What is expected: Go through the material and copy each line in which the word "last" shows up.

Supplied records:
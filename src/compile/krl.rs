//! KUKA KRL program generation.
//!
//! Emits a paired `.dat` data list and `.src` source file. Orientation is
//! expressed as intrinsic ZYX Euler angles (A around Z, B around Y, C
//! around X, degrees). The cursor works in mm and mm/s; only `$VEL.CP`
//! wants m/s, so that one value converts at emission.

use crate::action::{Action, ActionKind};
use crate::compile::{banner, compile_count, fmt_f64, CompileOptions, Compiler, ProgramFile};
use crate::cursor::RobotCursor;
use crate::error::{Error, Result};
use crate::settings::Settings;
use crate::types::MotionType;

const COMMENT: &str = ";";

pub struct KrlCompiler;

impl Compiler for KrlCompiler {
    fn compile(
        &self,
        cursor: &mut RobotCursor,
        options: &CompileOptions,
    ) -> Result<Vec<ProgramFile>> {
        let mut state = KrlState::default();
        let count = compile_count(cursor, options);

        for _ in 0..count {
            let Some((action, ok)) = cursor.apply_next() else {
                break;
            };
            if !ok {
                if let ActionKind::AttachTool { name } = &action.kind {
                    return Err(Error::ToolMissing(name.clone()));
                }
                state
                    .instructions
                    .push(format!("{} skipped: {}", COMMENT, action));
                continue;
            }
            state.emit(cursor, &action, options);
        }

        let mut src = banner(COMMENT, &options.program_name);
        src.push(format!("DEF {}()", options.program_name));
        src.push("  BAS(#INITMOV, 0)".to_string());
        for instr in &state.instructions {
            src.push(format!("  {}", instr));
        }
        src.push("END".to_string());

        let mut dat = banner(COMMENT, &options.program_name);
        dat.push(format!("DEFDAT {}", options.program_name));
        for decl in &state.declarations {
            dat.push(format!("  {}", decl));
        }
        dat.push("ENDDAT".to_string());

        Ok(vec![
            ProgramFile::new(&options.program_name, "dat", dat),
            ProgramFile::new(&options.program_name, "src", src),
        ])
    }
}

#[derive(Default)]
struct KrlState {
    declarations: Vec<String>,
    instructions: Vec<String>,
    target_count: usize,
    /// Values last written to the controller variables, so settings
    /// assignments only appear when they change.
    emitted_vel: Option<f64>,
    emitted_apo: Option<f64>,
}

impl KrlState {
    fn emit(&mut self, cursor: &RobotCursor, action: &Action, options: &CompileOptions) {
        match &action.kind {
            ActionKind::Translation { .. }
            | ActionKind::Rotation { .. }
            | ActionKind::Transformation { .. } => self.emit_cartesian_move(cursor, options),
            ActionKind::Axes { .. } => self.emit_joint_move(cursor, options),
            ActionKind::ExternalAxis { .. } => {}
            ActionKind::Speed { .. }
            | ActionKind::Acceleration { .. }
            | ActionKind::RotationSpeed { .. }
            | ActionKind::JointSpeed { .. }
            | ActionKind::JointAcceleration { .. }
            | ActionKind::Precision { .. }
            | ActionKind::MotionMode { .. }
            | ActionKind::Coordinates { .. }
            | ActionKind::PushSettings
            | ActionKind::PopSettings => {
                // Controller variables update lazily before the next move.
            }
            ActionKind::Wait { millis } => {
                self.instructions
                    .push(format!("WAIT SEC {}", fmt_f64(*millis as f64 / 1000.0, 3)));
            }
            ActionKind::Message { text } => {
                self.instructions.push(format!("{} MSG: {}", COMMENT, text));
            }
            ActionKind::Comment { text } => {
                self.instructions.push(format!("{} {}", COMMENT, text));
            }
            ActionKind::CustomCode {
                statement,
                is_declaration,
            } => {
                if *is_declaration {
                    self.declarations.push(statement.clone());
                } else {
                    self.instructions.push(statement.clone());
                }
            }
            ActionKind::DefineTool { .. }
            | ActionKind::AttachTool { .. }
            | ActionKind::DetachTool => {
                // Tool frames are already folded into the cursor pose.
            }
            ActionKind::IoDigital { pin, on } => {
                self.instructions
                    .push(format!("$OUT[{}] = {}", pin, if *on { "TRUE" } else { "FALSE" }));
            }
            ActionKind::IoAnalog { pin, value } => {
                self.instructions
                    .push(format!("$ANOUT[{}] = {}", pin, fmt_f64(*value, 3)));
            }
            ActionKind::Temperature { .. }
            | ActionKind::Extrusion { .. }
            | ActionKind::ExtrusionRate { .. } => {
                self.instructions
                    .push(format!("{} unsupported: {}", COMMENT, action));
            }
        }
    }

    /// Write `$VEL.CP`/`$APO.CDIS` assignments if the pending settings
    /// differ from what the generated program last set.
    fn sync_settings(&mut self, settings: &Settings) {
        let vel = settings.speed / 1000.0; // mm/s -> m/s
        if self.emitted_vel != Some(vel) {
            self.instructions
                .push(format!("$VEL.CP = {}", fmt_f64(vel, 6)));
            self.emitted_vel = Some(vel);
        }
        if self.emitted_apo != Some(settings.precision) {
            self.instructions
                .push(format!("$APO.CDIS = {}", fmt_f64(settings.precision, 3)));
            self.emitted_apo = Some(settings.precision);
        }
    }

    fn emit_cartesian_move(&mut self, cursor: &RobotCursor, options: &CompileOptions) {
        let (Some(position), Some(rotation)) = (cursor.position, cursor.rotation) else {
            return;
        };
        self.sync_settings(&cursor.settings);
        let euler = rotation.to_euler_zyx();
        let mut fields = format!(
            "X {}, Y {}, Z {}, A {}, B {}, C {}",
            fmt_f64(position.x, 3),
            fmt_f64(position.y, 3),
            fmt_f64(position.z, 3),
            fmt_f64(euler.z, 4),
            fmt_f64(euler.y, 4),
            fmt_f64(euler.x, 4),
        );
        for (i, axis) in cursor.external_axes.iter().enumerate() {
            if let Some(v) = axis {
                fields.push_str(&format!(", E{} {}", i + 1, fmt_f64(*v, 3)));
            }
        }
        let verb = match cursor.settings.motion_type {
            MotionType::Linear => "LIN",
            MotionType::Joint => "PTP",
        };
        let approx = if cursor.settings.precision > 0.0 {
            " C_DIS"
        } else {
            ""
        };
        if options.inline_targets {
            self.instructions
                .push(format!("{} {{E6POS: {}}}{}", verb, fields, approx));
        } else {
            self.target_count += 1;
            let name = format!("Xtarget{}", self.target_count);
            self.declarations
                .push(format!("DECL E6POS {} = {{{}}}", name, fields));
            self.instructions.push(format!("{} {}{}", verb, name, approx));
        }
    }

    fn emit_joint_move(&mut self, cursor: &RobotCursor, options: &CompileOptions) {
        let Some(joints) = cursor.joints else {
            return;
        };
        self.sync_settings(&cursor.settings);
        let j = &joints.0;
        let fields = format!(
            "A1 {}, A2 {}, A3 {}, A4 {}, A5 {}, A6 {}",
            fmt_f64(j[0], 4),
            fmt_f64(j[1], 4),
            fmt_f64(j[2], 4),
            fmt_f64(j[3], 4),
            fmt_f64(j[4], 4),
            fmt_f64(j[5], 4),
        );
        if options.inline_targets {
            self.instructions.push(format!("PTP {{AXIS: {}}}", fields));
        } else {
            self.target_count += 1;
            let name = format!("Xaxes{}", self.target_count);
            self.declarations
                .push(format!("DECL E6AXIS {} = {{{}}}", name, fields));
            self.instructions.push(format!("PTP {}", name));
        }
    }
}
//! Armature - vendor-agnostic robot motion control library
//!
//! This library lets an application describe robot motion as a stream of
//! high-level actions and either compile them to a vendor program (ABB
//! RAPID, KUKA KRL, URScript, G-code) or stream them live over TCP to a
//! driver running on the controller.
//!
//! # Quick Start
//!
//! ```rust,no_run
//! use armature::{Action, ActionKind, RobotConfig, StreamSession, Vendor, Vector};
//!
//! fn main() -> Result<(), Box<dyn std::error::Error>> {
//!     let config = RobotConfig::new("192.168.0.10", 7000, Vendor::Abb);
//!     let session = StreamSession::connect(&config)?;
//!
//!     session.issue(Action::new(ActionKind::Translation {
//!         translation: Vector::new(300.0, 0.0, 400.0),
//!         relative: false,
//!     }));
//!
//!     Ok(())
//! }
//! ```
//!
//! # Architecture
//!
//! - **Action**: immutable value object describing one instruction
//! - **RobotCursor**: state machine that interprets actions in order
//! - **Compiler**: per-vendor offline program generation
//! - **WireProtocol**: per-vendor streaming codecs
//! - **StreamSession**: live TCP session with credit-based flow control

pub mod action;
pub mod buffer;
pub mod compile;
pub mod config;
pub mod cursor;
pub mod error;
pub mod geometry;
pub mod protocol;
pub mod session;
pub mod settings;
pub mod types;

// High-level exports for easy usage
pub use action::{Action, ActionKind};
pub use config::{BufferConfig, ConnectionConfig, RobotConfig, Vendor};
pub use cursor::RobotCursor;
pub use error::{Error, Result};
pub use geometry::{
    AxisAngle, EulerZyx, Quaternion, RotationMatrix, RotationVector, Vector,
};
pub use session::StreamSession;
pub use settings::{Settings, SettingsBuffer};
pub use types::{ExternalAxes, Joints, MotionType, ReferenceCs, TempChannel, Tool};

// Core component exports for advanced usage
pub use buffer::ActionBuffer;
pub use compile::{
    CompileOptions, Compiler, GCodeCompiler, KrlCompiler, NativeCompiler, ProgramFile,
    RapidCompiler, UrScriptCompiler,
};
pub use protocol::{codec_for, AsciiCodec, DeviceEvent, KukaCodec, WireProtocol};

Answer area:
    /// Values last written to the controller variables, so settings
    /// differ from what the generated program last set.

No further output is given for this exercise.